* WHAT IS REQUIRED
Look through the data below, tally the lines where "LazyElvis" occurs, and write the total alone.

* DATA FOR REVIEW
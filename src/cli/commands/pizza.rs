use crate::pizza::{AnyPizza, PizzaOrder};
use anyhow::{Context, Result};
use std::path::Path;

/// 注文を組み立ててピザを JSON で出力
pub fn execute_order(order: PizzaOrder) -> Result<String> {
    let pizza: AnyPizza = order.into_pizza()?;
    Ok(serde_json::to_string_pretty(&pizza)?)
}

/// NYピザを組み立てる
pub fn execute_ny_pizza(size: String, toppings: Vec<String>) -> Result<String> {
    execute_order(PizzaOrder::Ny { size, toppings })
}

/// カルツォーネを組み立てる
pub fn execute_calzone(sauce_inside: bool, toppings: Vec<String>) -> Result<String> {
    execute_order(PizzaOrder::Calzone {
        sauce_inside,
        toppings,
    })
}

/// 注文ファイルを読み込んでピザを組み立てる
pub fn execute_order_file(order_file: &Path) -> Result<String> {
    let order = PizzaOrder::from_file(order_file)
        .with_context(|| format!("注文を読み込めません: {}", order_file.display()))?;
    execute_order(order)
}
//! 階層的ビルダー
//!
//! ピザの種類ごとに専用のビルダーを持たせ、トッピングの追加といった共通処理は
//! [`PizzaBuilder`] トレイトに一度だけ書く。
//!
//! - 共通メソッドは `Self` を返すので、チェーンの途中で具象ビルダーの型が失われない
//! - 具象ビルダーは [`PizzaBuilder::base_mut`] で共通の組み立て状態を渡すだけ
//! - `build` の戻り値は関連型 [`PizzaBuilder::Output`] で具象ピザ型に絞られる
//!
//! ```
//! use construction_patterns::pizza::{Calzone, NyPizza, PizzaBuilder, Size, Topping};
//!
//! let pizza = NyPizza::builder(Size::Small)
//!     .add_topping(Topping::Sausage)
//!     .add_topping(Topping::Onion)
//!     .build();
//! let calzone = Calzone::builder()
//!     .add_topping(Topping::Ham)
//!     .with_sauce_inside()
//!     .build();
//!
//! assert_eq!(pizza.size(), Size::Small);
//! assert!(calzone.sauce_inside());
//! ```

pub mod calzone;
pub mod ny_pizza;
pub mod order;

pub use calzone::{Calzone, CalzoneBuilder};
pub use ny_pizza::{NyPizza, NyPizzaBuilder, Size};
pub use order::PizzaOrder;

use crate::core::{ConstructionError, Rejected};
use serde::Serialize;
use std::collections::BTreeSet;
use strum::{Display, EnumIter, EnumString};

/// トッピングの種類
///
/// 宣言順が並び順になる。名前の解析は大文字小文字を区別しない。
#[derive(
    Debug,
    Clone,
    Copy,
    PartialEq,
    Eq,
    PartialOrd,
    Ord,
    Hash,
    Serialize,
    Display,
    EnumString,
    EnumIter,
)]
#[strum(serialize_all = "snake_case", ascii_case_insensitive)]
#[serde(rename_all = "snake_case")]
pub enum Topping {
    Ham,
    Mushroom,
    Onion,
    Pepper,
    Sausage,
}

/// トッピングの集合（重複なし、宣言順）
#[derive(Debug, Clone, Default, PartialEq, Eq, Hash, Serialize)]
#[serde(transparent)]
pub struct Toppings(BTreeSet<Topping>);

impl Toppings {
    pub fn new() -> Self {
        Self::default()
    }

    pub fn contains(&self, topping: Topping) -> bool {
        self.0.contains(&topping)
    }

    pub fn len(&self) -> usize {
        self.0.len()
    }

    pub fn is_empty(&self) -> bool {
        self.0.is_empty()
    }

    pub fn iter(&self) -> impl Iterator<Item = Topping> + '_ {
        self.0.iter().copied()
    }

    /// 追加済みなら何もしない
    fn insert(&mut self, topping: Topping) {
        self.0.insert(topping);
    }
}

impl FromIterator<Topping> for Toppings {
    fn from_iter<I: IntoIterator<Item = Topping>>(iter: I) -> Self {
        Self(iter.into_iter().collect())
    }
}

impl<const N: usize> From<[Topping; N]> for Toppings {
    fn from(toppings: [Topping; N]) -> Self {
        toppings.into_iter().collect()
    }
}

/// 全ての種類のピザに共通する読み取り専用インターフェース
pub trait Pizza {
    fn toppings(&self) -> &Toppings;

    /// 種類名（JSON の `kind` と同じ）
    fn kind(&self) -> &'static str;
}

/// 各ビルダーが埋め込む共通の組み立て状態
#[derive(Debug, Clone, Default)]
pub struct PizzaBase {
    toppings: Toppings,
}

impl PizzaBase {
    pub fn new() -> Self {
        Self::default()
    }

    /// 組み立て状態を閉じてトッピング集合を取り出す
    pub fn into_toppings(self) -> Toppings {
        self.toppings
    }
}

/// 階層的ビルダーの基底
///
/// 共通のセッターはここに一度だけ定義し、`Self` を返す。
/// 実装側は `base_mut` と `build` だけを書けばよい。
pub trait PizzaBuilder: Sized {
    /// このビルダーが生成する具象ピザ型
    type Output: Pizza;

    /// 共通の組み立て状態への可変参照を返す
    fn base_mut(&mut self) -> &mut PizzaBase;

    /// ビルダーを消費してピザを生成
    ///
    /// `self` を値で受け取るので、`build` 後のビルダーは再利用できない。
    /// 似たピザを複数作るときは `build` の前に `clone` する。
    ///
    /// ```compile_fail
    /// use construction_patterns::pizza::{NyPizza, PizzaBuilder, Size};
    ///
    /// let builder = NyPizza::builder(Size::Small);
    /// let first = builder.build();
    /// let second = builder.build();
    /// ```
    ///
    /// ```compile_fail
    /// use construction_patterns::pizza::{NyPizza, PizzaBuilder, Size, Topping};
    ///
    /// let builder = NyPizza::builder(Size::Small);
    /// let pizza = builder.build();
    /// let builder = builder.add_topping(Topping::Ham);
    /// ```
    ///
    /// 生成されたピザにはセッターがなく、フィールドも非公開。
    ///
    /// ```compile_fail
    /// use construction_patterns::pizza::{NyPizza, PizzaBuilder, Size};
    ///
    /// let mut pizza = NyPizza::builder(Size::Small).build();
    /// pizza.size = Size::Large;
    /// ```
    fn build(self) -> Self::Output;

    /// トッピングを追加（同じトッピングは一つにまとまる）
    fn add_topping(mut self, topping: Topping) -> Self {
        self.base_mut().toppings.insert(topping);
        self
    }

    fn add_toppings<I>(self, toppings: I) -> Self
    where
        I: IntoIterator<Item = Topping>,
    {
        toppings.into_iter().fold(self, Self::add_topping)
    }

    /// 名前からトッピングを追加（前後の空白は無視する）
    ///
    /// 未知の名前なら、受け取ったビルダーを変更せずに [`Rejected`] で返す。
    fn try_add_topping(self, name: &str) -> Result<Self, Rejected<Self>> {
        match name.trim().parse::<Topping>() {
            Ok(topping) => Ok(self.add_topping(topping)),
            Err(_) => {
                tracing::warn!(topping = name, "未知のトッピングを拒否");
                Err(Rejected::new(
                    self,
                    ConstructionError::invalid_argument("topping", name, "未知のトッピングです"),
                ))
            }
        }
    }
}

/// 種類を問わずピザを扱うためのタグ付き共用体
#[derive(Debug, Clone, PartialEq, Eq, Serialize)]
#[serde(tag = "kind", rename_all = "snake_case")]
pub enum AnyPizza {
    Ny(NyPizza),
    Calzone(Calzone),
}

impl Pizza for AnyPizza {
    fn toppings(&self) -> &Toppings {
        match self {
            Self::Ny(pizza) => pizza.toppings(),
            Self::Calzone(pizza) => pizza.toppings(),
        }
    }

    fn kind(&self) -> &'static str {
        match self {
            Self::Ny(pizza) => pizza.kind(),
            Self::Calzone(pizza) => pizza.kind(),
        }
    }
}

impl From<NyPizza> for AnyPizza {
    fn from(pizza: NyPizza) -> Self {
        Self::Ny(pizza)
    }
}

impl From<Calzone> for AnyPizza {
    fn from(pizza: Calzone) -> Self {
        Self::Calzone(pizza)
    }
}
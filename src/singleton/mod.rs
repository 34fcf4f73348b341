//! シングルトン
//!
//! インスタンスが一つしか存在しない型を四通りの方法で作る：
//! - `field`: 公開 static 値
//! - `factory`: 遅延初期化したインスタンスを返す関連関数
//! - `serial`: デシリアライズしても同じインスタンスに解決される
//! - `enum_instance`: ヴァリアントが一つだけの列挙型
//!
//! シングルトンを直接使うクライアントはテストで差し替えができないため、
//! 振る舞いは [`Performer`] トレイトで抽象化しておく。

pub mod enum_instance;
pub mod factory;
pub mod field;
pub mod serial;

pub use enum_instance::EnumElvis;
pub use factory::LazyElvis;
pub use field::{Elvis, ELVIS};
pub use serial::SerialElvis;

use mockall::automock;

/// シングルトンの振る舞いを抽象化するトレイト
#[automock]
pub trait Performer {
    /// 芸名
    fn stage_name(&self) -> &'static str;

    fn leave_the_building(&self) -> String;
}

/// `Performer` を使うクライアント
pub fn encore(performer: &dyn Performer) -> String {
    format!(
        "{}: {}",
        performer.stage_name(),
        performer.leave_the_building()
    )
}

/// 全ての実装方式のインスタンスを列挙
pub fn roll_call() -> Vec<&'static dyn Performer> {
    let performers: [&'static dyn Performer; 4] = [
        &ELVIS,
        LazyElvis::instance(),
        SerialElvis::instance(),
        &EnumElvis::Instance,
    ];
    performers.to_vec()
}

pub(crate) const FAREWELL: &str = "Whoa baby, I'm outta here!";
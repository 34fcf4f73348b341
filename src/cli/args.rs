use clap::{Parser, Subcommand};
use std::path::PathBuf;

#[derive(Parser)]
#[command(name = "construction_patterns")]
#[command(about = "Build value objects with static factories, builders and singletons")]
#[command(version)]
pub struct Cli {
    #[command(subcommand)]
    pub command: Commands,
}

#[derive(Subcommand, Debug)]
pub enum Commands {
    /// Build nutrition facts with the flat builder
    Nutrition {
        /// Serving size in ml
        serving_size: u32,

        /// Number of servings per container
        servings: u32,

        /// Calories per serving
        #[arg(long)]
        calories: Option<u32>,

        /// Fat in grams per serving
        #[arg(long)]
        fat: Option<u32>,

        /// Sodium in milligrams per serving
        #[arg(long)]
        sodium: Option<u32>,

        /// Carbohydrate in grams per serving
        #[arg(long)]
        carbohydrate: Option<u32>,
    },

    /// Build a New York style pizza
    NyPizza {
        /// Pizza size: small, medium or large
        #[arg(short, long)]
        size: String,

        /// Topping to add (repeatable)
        #[arg(short, long = "topping")]
        toppings: Vec<String>,
    },

    /// Build a calzone
    Calzone {
        /// Put the sauce inside
        #[arg(long)]
        sauce_inside: bool,

        /// Topping to add (repeatable)
        #[arg(short, long = "topping")]
        toppings: Vec<String>,
    },

    /// Build a pizza from a JSON order file
    Order {
        /// Order file path
        order_file: PathBuf,
    },

    /// Look up the cached flag instance for a boolean
    Flag {
        /// true or false
        value: String,
    },

    /// Show that every singleton accessor yields one instance
    Elvis,
}
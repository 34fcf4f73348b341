use crate::nutrition::NutritionFacts;
use anyhow::Result;

/// 任意の栄養成分を指定して NutritionFacts を JSON で出力
pub fn execute_nutrition(
    serving_size: u32,
    servings: u32,
    calories: Option<u32>,
    fat: Option<u32>,
    sodium: Option<u32>,
    carbohydrate: Option<u32>,
) -> Result<String> {
    let mut builder = NutritionFacts::builder(serving_size, servings);

    // 指定されたものだけ設定し、残りは既定値のまま
    if let Some(calories) = calories {
        builder = builder.with_calories(calories);
    }
    if let Some(fat) = fat {
        builder = builder.with_fat(fat);
    }
    if let Some(sodium) = sodium {
        builder = builder.with_sodium(sodium);
    }
    if let Some(carbohydrate) = carbohydrate {
        builder = builder.with_carbohydrate(carbohydrate);
    }

    Ok(serde_json::to_string_pretty(&builder.build())?)
}
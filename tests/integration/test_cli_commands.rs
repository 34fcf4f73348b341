// CLIコマンドの統合テスト
use clap::Parser;
use construction_patterns::cli::{run, Cli, Commands};
use serde_json::Value;
use std::fs;
use tempfile::TempDir;

fn run_args(args: &[&str]) -> anyhow::Result<String> {
    let cli = Cli::try_parse_from(std::iter::once("construction_patterns").chain(args.iter().copied()))?;
    run(cli.command)
}

#[test]
fn test_nutrition_command() {
    let output = run_args(&["nutrition", "240", "8", "--calories", "100", "--sodium", "35"]).unwrap();
    let json: Value = serde_json::from_str(&output).unwrap();

    assert_eq!(json["calories"], 100);
    assert_eq!(json["sodium"], 35);
    assert_eq!(json["carbohydrate"], 0);
}

#[test]
fn test_ny_pizza_command() {
    let output = run_args(&["ny-pizza", "--size", "small", "-t", "sausage", "-t", "onion", "-t", "sausage"]).unwrap();
    let json: Value = serde_json::from_str(&output).unwrap();

    assert_eq!(json["kind"], "ny");
    assert_eq!(json["size"], "small");
    assert_eq!(json["toppings"], serde_json::json!(["onion", "sausage"]));
}

#[test]
fn test_calzone_command() {
    let output = run_args(&["calzone", "--sauce-inside", "--topping", "ham"]).unwrap();
    let json: Value = serde_json::from_str(&output).unwrap();

    assert_eq!(json["kind"], "calzone");
    assert_eq!(json["sauce_inside"], true);
    assert_eq!(json["toppings"], serde_json::json!(["ham"]));
}

#[test]
fn test_order_command_from_file() {
    let temp_dir = TempDir::new().unwrap();
    let order_path = temp_dir.path().join("order.json");
    fs::write(
        &order_path,
        r#"{"kind": "calzone", "toppings": ["ham", "pepper"]}"#,
    )
    .unwrap();

    let output = run(Commands::Order {
        order_file: order_path,
    })
    .unwrap();
    let json: Value = serde_json::from_str(&output).unwrap();

    assert_eq!(json["sauce_inside"], false);
    assert_eq!(json["toppings"], serde_json::json!(["ham", "pepper"]));
}

#[test]
fn test_order_command_with_invalid_topping() {
    let temp_dir = TempDir::new().unwrap();
    let order_path = temp_dir.path().join("order.json");
    fs::write(&order_path, r#"{"kind": "ny", "size": "small", "toppings": ["anchovy"]}"#).unwrap();

    let error = run(Commands::Order {
        order_file: order_path,
    })
    .unwrap_err();
    assert!(format!("{error:#}").contains("anchovy"));
}

#[test]
fn test_missing_order_file() {
    let result = run(Commands::Order {
        order_file: "nonexistent_order.json".into(),
    });
    assert!(result.is_err());
}

#[test]
fn test_flag_and_elvis_commands() {
    assert_eq!(run_args(&["flag", "false"]).unwrap(), "false (cached instance: true)");
    assert!(run_args(&["flag", "perhaps"]).is_err());

    let report = run_args(&["elvis"]).unwrap();
    assert!(!report.contains("single instance = false"));
}

#[test]
fn test_ny_pizza_requires_size() {
    assert!(run_args(&["ny-pizza", "-t", "ham"]).is_err());
}
// シリアライズ可能なシングルトン
//
// 値をそのまま復元すると二つ目のインスタンスができてしまうので、
// 所有値としての Deserialize は実装しない。
// `&'static SerialElvis` へのデシリアライズは入力の内容に関係なく唯一のインスタンスを返す。

use super::{Performer, FAREWELL};
use serde::de::IgnoredAny;
use serde::{Deserialize, Deserializer, Serialize, Serializer};

#[derive(Debug)]
pub struct SerialElvis {
    stage_name: &'static str,
}

static INSTANCE: SerialElvis = SerialElvis {
    stage_name: "SerialElvis",
};

impl SerialElvis {
    pub fn instance() -> &'static SerialElvis {
        &INSTANCE
    }
}

impl Serialize for SerialElvis {
    fn serialize<S: Serializer>(&self, serializer: S) -> Result<S::Ok, S::Error> {
        // 状態は持ち出さない
        serializer.serialize_unit_struct("SerialElvis")
    }
}

impl<'de> Deserialize<'de> for &'static SerialElvis {
    fn deserialize<D: Deserializer<'de>>(deserializer: D) -> Result<Self, D::Error> {
        IgnoredAny::deserialize(deserializer)?;
        Ok(SerialElvis::instance())
    }
}

impl Performer for SerialElvis {
    fn stage_name(&self) -> &'static str {
        self.stage_name
    }

    fn leave_the_building(&self) -> String {
        FAREWELL.to_string()
    }
}
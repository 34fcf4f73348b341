use crate::factories::Flag;
use crate::singleton::{encore, roll_call, EnumElvis, LazyElvis, Performer, SerialElvis, ELVIS};
use anyhow::Result;
use std::fmt::Write;

/// 文字列に対応するキャッシュ済み Flag を表示
pub fn execute_flag(value: &str) -> Result<String> {
    let flag = Flag::parse(value)?;
    let cached = std::ptr::eq(flag, Flag::value_of(flag.get()));
    Ok(format!("{flag} (cached instance: {cached})"))
}

/// 各シングルトンを二回取得し、同じインスタンスかどうかを表示
pub fn execute_elvis() -> Result<String> {
    let restored: &'static SerialElvis =
        serde_json::from_str(&serde_json::to_string(SerialElvis::instance())?)?;

    let checks = [
        (ELVIS.stage_name(), std::ptr::eq(&ELVIS, &ELVIS)),
        (
            LazyElvis::instance().stage_name(),
            std::ptr::eq(LazyElvis::instance(), LazyElvis::instance()),
        ),
        (
            SerialElvis::instance().stage_name(),
            std::ptr::eq(restored, SerialElvis::instance()),
        ),
        (
            EnumElvis::Instance.stage_name(),
            serde_json::from_str::<EnumElvis>(&serde_json::to_string(&EnumElvis::Instance)?)?
                == EnumElvis::Instance,
        ),
    ];

    let mut report = String::new();
    for (name, same) in checks {
        writeln!(report, "{name}: single instance = {same}")?;
    }
    for performer in roll_call() {
        writeln!(report, "{}", encore(performer))?;
    }
    Ok(report)
}
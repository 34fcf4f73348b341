// セッターで組み立てる可変レコード - 一貫性が崩れ、不変にできない
//
// 生成は簡単だが、全ての値を設定し終えるまでは不完全な状態が外から見える。
// 必須項目の欠落は実行時にしか検出できない。

use super::builder;
use crate::core::{ConstructionError, ConstructionResult};

/// 栄養成分表示（可変版）
#[derive(Debug, Clone, Default, PartialEq, Eq)]
pub struct NutritionFacts {
    serving_size: Option<u32>,
    servings: Option<u32>,
    calories: u32,
    fat: u32,
    sodium: u32,
    carbohydrate: u32,
}

impl NutritionFacts {
    pub fn new() -> Self {
        Self::default()
    }

    pub fn set_serving_size(&mut self, serving_size: u32) {
        self.serving_size = Some(serving_size);
    }

    pub fn set_servings(&mut self, servings: u32) {
        self.servings = Some(servings);
    }

    pub fn set_calories(&mut self, calories: u32) {
        self.calories = calories;
    }

    pub fn set_fat(&mut self, fat: u32) {
        self.fat = fat;
    }

    pub fn set_sodium(&mut self, sodium: u32) {
        self.sodium = sodium;
    }

    pub fn set_carbohydrate(&mut self, carbohydrate: u32) {
        self.carbohydrate = carbohydrate;
    }

    /// 必須項目が全て設定済みかどうか
    pub fn is_complete(&self) -> bool {
        self.serving_size.is_some() && self.servings.is_some()
    }

    /// 現在の値から不変オブジェクトを作る
    ///
    /// 最初に見つかった未設定の必須項目を `MissingField` として返す。
    pub fn freeze(&self) -> ConstructionResult<builder::NutritionFacts> {
        let serving_size = self
            .serving_size
            .ok_or_else(|| ConstructionError::missing_field("serving_size"))?;
        let servings = self
            .servings
            .ok_or_else(|| ConstructionError::missing_field("servings"))?;

        Ok(builder::NutritionFacts::builder(serving_size, servings)
            .with_calories(self.calories)
            .with_fat(self.fat)
            .with_sodium(self.sodium)
            .with_carbohydrate(self.carbohydrate)
            .build())
    }
}
// CLI層 - コマンドライン引数の定義と処理
// ユーザーインターフェースとライブラリの橋渡し

pub mod args;
pub mod commands;

// 公開API
pub use args::*;
pub use commands::*;
//! 静的ファクトリーメソッド
//!
//! コンストラクタの代わりにインスタンスを返す関連関数を提供する：
//! - 名前を持てる（`value_of`, `parse`）
//! - 呼び出しごとに新しいインスタンスを作る必要がない
//! - 戻り値の型を呼び出し側から隠せる

use crate::core::{ConstructionError, ConstructionResult};
use serde::Serialize;
use std::fmt;

/// 真偽値を包む不変オブジェクト
///
/// インスタンスは [`TRUE`] と [`FALSE`] の二つだけ。
/// フィールドが非公開なのでモジュール外からは生成できない。
#[derive(Debug, PartialEq, Eq, Hash, Serialize)]
#[serde(transparent)]
pub struct Flag(bool);

/// 真を表す唯一のインスタンス
pub static TRUE: Flag = Flag(true);

/// 偽を表す唯一のインスタンス
pub static FALSE: Flag = Flag(false);

impl Flag {
    /// `bool` に対応するキャッシュ済みインスタンスを返す
    pub fn value_of(value: bool) -> &'static Flag {
        if value {
            &TRUE
        } else {
            &FALSE
        }
    }

    /// 文字列からインスタンスを取得（大文字小文字は区別しない）
    pub fn parse(input: &str) -> ConstructionResult<&'static Flag> {
        match input.trim().to_ascii_lowercase().as_str() {
            "true" => Ok(&TRUE),
            "false" => Ok(&FALSE),
            _ => Err(ConstructionError::invalid_argument(
                "flag",
                input,
                "true または false を指定してください",
            )),
        }
    }

    pub fn get(&self) -> bool {
        self.0
    }
}

impl From<bool> for &'static Flag {
    fn from(value: bool) -> Self {
        Flag::value_of(value)
    }
}

impl fmt::Display for Flag {
    fn fmt(&self, f: &mut fmt::Formatter<'_>) -> fmt::Result {
        self.0.fmt(f)
    }
}
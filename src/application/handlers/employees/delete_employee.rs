//! DeleteEmployeeHandler - Removes an employee and everything tied to them.

use std::sync::Arc;

use tracing::info;

use crate::domain::foundation::{DomainError, EmployeeId};
use crate::ports::WorkforceStore;

use super::super::employee_not_found;

#[derive(Debug, Clone)]
pub struct DeleteEmployeeCommand {
    pub employee_id: EmployeeId,
}

pub struct DeleteEmployeeHandler {
    store: Arc<dyn WorkforceStore>,
}

impl DeleteEmployeeHandler {
    pub fn new(store: Arc<dyn WorkforceStore>) -> Self {
        Self { store }
    }

    pub async fn handle(&self, cmd: DeleteEmployeeCommand) -> Result<(), DomainError> {
        let mut uow = self.store.begin().await?;
        if !uow.employees().delete(cmd.employee_id).await? {
            return Err(employee_not_found(cmd.employee_id));
        }
        uow.commit().await?;

        info!(employee_id = %cmd.employee_id, "Employee deleted");
        Ok(())
    }
}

* RESPONSE AREA
5